Bruxelles – Gli attacchi informatici aumentano sul suolo dell’Unione Europea e mentre le istituzioni comunitarie cercano di trovare una quadra sul coordinamento tra Bruxelles e i Paesi membri, si delinea con sempre maggiore chiarezza il maggiore problema per l’Unione: mancano ancora requisiti-base di cybersicurezza sul fronte dell’Internet delle cose.

È DigitalEurope, l’organizzazione europea che rappresenta l’industria della tecnologia digitale, a lanciare l’allarme sull’attuale approccio frammentato della Commissione Europea alla sicurezza informatica dei prodotti, attraverso il suo ultimo studio Setting the standard: How to secure the Internet of Things. “Ci saranno quasi 30 miliardi di dispositivi connessi nel mondo entro il 2026 e renderli sicuri sarà la prossima grande sfida digitale”, ha commentato la direttrice generale, Cecilia Bonefeld-Dahl. “Senza regole adeguate, apparecchi come telecamere o macchine da caffè sono vulnerabili agli hacker, mettendo in pericolo i cittadini europei e fornendo un facile accesso per i più grandi cyberattacchi”, ha spiegato.

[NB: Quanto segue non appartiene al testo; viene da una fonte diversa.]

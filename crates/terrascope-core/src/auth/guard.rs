//! Route guard: gates protected views on session state.

use std::sync::Arc;

use tracing::warn;

use crate::auth::session::{SessionSnapshot, SessionStore, SignOutReason};
use crate::auth::token;

/// Where unauthenticated navigation lands.
pub const SIGN_IN_ROUTE: &str = "sign-in";

/// Navigation decision for a blocked view. Carries the originally requested
/// view so the sign-in flow can return there afterwards.
#[derive(Debug, Clone, PartialEq, Eq)]
pub struct Redirect {
    pub to: &'static str,
    pub from: Option<String>,
}

impl std::fmt::Display for Redirect {
    fn fmt(&self, f: &mut std::fmt::Formatter<'_>) -> std::fmt::Result {
        match &self.from {
            Some(from) => write!(f, "redirect to {} (requested: {})", self.to, from),
            None => write!(f, "redirect to {}", self.to),
        }
    }
}

/// Whether a protected view may render for this session. Authorization is
/// decided purely by credential presence - never by the user profile.
pub fn can_enter(snapshot: &SessionSnapshot) -> bool {
    snapshot.is_authenticated
        && (snapshot.access_token.is_some() || snapshot.refresh_token.is_some())
}

pub struct RouteGuard {
    store: Arc<SessionStore>,
    lead_secs: i64,
}

impl RouteGuard {
    pub fn new(store: Arc<SessionStore>, lead_secs: i64) -> Self {
        Self { store, lead_secs }
    }

    /// Synchronous gate for a protected view.
    pub fn check(&self, requested: &str) -> Result<(), Redirect> {
        if can_enter(&self.store.snapshot()) {
            Ok(())
        } else {
            Err(Redirect { to: SIGN_IN_ROUTE, from: Some(requested.to_string()) })
        }
    }

    /// Background validity re-check on entering a protected view. Never
    /// blocks the caller; a failed check clears the session and the sign-out
    /// event does the rest.
    pub fn revalidate(&self) {
        let store = Arc::clone(&self.store);
        let lead_secs = self.lead_secs;
        tokio::spawn(async move {
            let snapshot = store.snapshot();
            if let Some(access) = snapshot.access_token.as_deref() {
                if snapshot.is_authenticated && token::is_expired(access, lead_secs) {
                    if let Err(e) = store.clear(SignOutReason::Expired) {
                        warn!(err = %e, "failed to clear session during revalidation");
                    }
                }
            }
        });
    }
}
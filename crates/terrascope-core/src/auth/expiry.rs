//! Proactive session expiry scheduling.
//!
//! Waiting for a request to fail is the reactive path; this module ends the
//! session slightly *before* the access credential expires. One task arms a
//! timer for `expiry - lead` and re-arms it on every store change. A
//! fixed-interval liveness poll runs the same expiry test independently -
//! deliberate duplication that catches clock drift and missed timer edges,
//! not an accident.

use std::sync::Arc;
use std::time::Duration;

use anyhow::Result;
use tokio::sync::watch;
use tokio::time::MissedTickBehavior;
use tracing::{debug, info, warn};

use crate::auth::session::{SessionStore, SignOutReason};
use crate::auth::token;

/// How often the liveness poll re-runs the expiry test.
pub const DEFAULT_LIVENESS_INTERVAL: Duration = Duration::from_secs(30);

/// Scheduler status, published for display and tests.
#[derive(Debug, Clone, Copy, PartialEq, Eq)]
pub enum SchedulerState {
    /// No live session; no timer armed.
    Idle,
    /// Timer armed to fire `fire_in` after the last (re-)arm.
    Armed { fire_in: Duration },
}

pub struct ExpiryScheduler {
    store: Arc<SessionStore>,
    lead_secs: i64,
    liveness_interval: Duration,
    state_tx: watch::Sender<SchedulerState>,
}

impl ExpiryScheduler {
    pub fn new(store: Arc<SessionStore>, lead_secs: i64, liveness_interval: Duration) -> Self {
        let (state_tx, _) = watch::channel(SchedulerState::Idle);
        Self { store, lead_secs, liveness_interval, state_tx }
    }

    /// Watch channel over the scheduler's armed/idle state.
    pub fn state(&self) -> watch::Receiver<SchedulerState> {
        self.state_tx.subscribe()
    }

    /// Drive the scheduler until the store is dropped. Every store change
    /// disarms the current timer and re-arms from the new snapshot, so a
    /// stale timer can never fire into a newer session.
    pub async fn run(self) {
        let mut changes = self.store.subscribe();
        let mut liveness = tokio::time::interval(self.liveness_interval);
        liveness.set_missed_tick_behavior(MissedTickBehavior::Delay);

        loop {
            let deadline = self.arm();
            let timer = async {
                match deadline {
                    Some(fire_in) => tokio::time::sleep(fire_in).await,
                    None => std::future::pending::<()>().await,
                }
            };

            tokio::select! {
                changed = changes.changed() => {
                    if changed.is_err() {
                        // Store dropped; nothing left to schedule.
                        return;
                    }
                    // Disarmed: the next loop turn re-arms from the new state.
                }
                _ = timer => {
                    self.fire("armed timer elapsed");
                }
                _ = liveness.tick() => {
                    // Defense in depth against clock drift and missed timers
                    self.fire("liveness poll");
                }
            }
        }
    }

    /// Compute and publish the current timer state. Returns the delay to
    /// sleep for, or `None` when idle.
    fn arm(&self) -> Option<Duration> {
        let snapshot = self.store.snapshot();
        let access = match snapshot.access_token.as_deref() {
            Some(access) if snapshot.is_authenticated => access,
            _ => {
                self.state_tx.send_replace(SchedulerState::Idle);
                return None;
            }
        };

        let fire_in = (token::time_until_expiry(access)
            - chrono::Duration::seconds(self.lead_secs))
        .max(chrono::Duration::zero())
        .to_std()
        .unwrap_or_default();

        debug!(fire_in_secs = fire_in.as_secs(), "expiry timer armed");
        self.state_tx.send_replace(SchedulerState::Armed { fire_in });
        Some(fire_in)
    }

    /// End the session if the *current* credential really is inside the lead
    /// window. The re-check means a timer racing a fresh sign-in or refresh
    /// can never clear the newer session.
    fn fire(&self, cause: &str) {
        let snapshot = self.store.snapshot();
        let Some(access) = snapshot.access_token.as_deref() else { return };
        if !snapshot.is_authenticated || !token::is_expired(access, self.lead_secs) {
            return;
        }
        info!(cause, "access credential expiring, ending session");
        if let Err(e) = self.store.clear(SignOutReason::Expired) {
            warn!(err = %e, "failed to clear session on expiry");
        }
    }
}

/// One immediate validation of durably-stored credentials, run before the
/// application becomes interactive. Returns `true` when a live session was
/// restored; absent or expired credentials clear the store (so sibling
/// contexts observe it) and short-circuit to the sign-in redirect.
pub fn check_persisted(store: &SessionStore, lead_secs: i64) -> Result<bool> {
    let snapshot = store.snapshot();
    if !snapshot.is_authenticated {
        return Ok(false);
    }
    match snapshot.access_token.as_deref() {
        Some(access) if !token::is_expired(access, lead_secs) => Ok(true),
        _ => {
            info!("stored credentials expired, ending session");
            store.clear(SignOutReason::Expired)?;
            Ok(false)
        }
    }
}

Lo studio ha evidenziato che il 70 per cento dei requisiti di base di sicurezza informatica sono comuni a tutti i prodotti connessi. Per questo motivo la legislazione più appropriata per affrontare questo problema deve essere orizzontale e si dovrà concentrare sui requisiti-base dei dispositivi. Bonefeld-Dahl ha sottolineato che “l’attuale approccio della Commissione propone regole diverse per i diversi dispositivi“, ma DigitalEurope ha mostrato “chiaramente” che la priorità per l’Europa dovrebbero essere “regole orizzontali complete per tutti i dispositivi connessi”.

Dalle interviste a 18 esperti di standard di sicurezza è emerso che non sono essenziali solo i requisiti fisici del prodotto (come le password), ma anche quelli organizzativi e amministrativi (vale a dire le regole di gestione della cybersicurezza). Tuttavia, il quadro normativo europeo ha inserito le disposizioni a riguardo “in una miriade di regolamenti, dalle apparecchiature radio, ai macchinari, fino alla sicurezza dei prodotti”, si legge nello studio. È proprio questo approccio frammentato che può determinare rischi di sicurezza nei dispositivi connessi.

La stima dell’orizzonte temporale per lo sviluppo di adeguati standard armonizzati è di “almeno cinque anni”: di qui, la necessità per i legislatori europei di “prevedere un tempo sufficiente e massimizzare il collegamento tra legislazione e standard”. La conclusione della direttrice generale di DigitalEurope è che l’UE deve “assolutamente evitare ostacoli nella progettazione e nello sviluppo di prodotti connessi negli anni a venire”, perciò è opportuno sottolineare che “oltre alle regole applicabili orizzontalmente” serve “un calendario realistico” per sviluppare gli standard armonizzati a sostegno della conformità tecnica dei prodotti. Il più grande pericolo all’orizzonte è che “sbagliare ora metterebbe in pericolo la nostra futura leadership nella cybersicurezza”.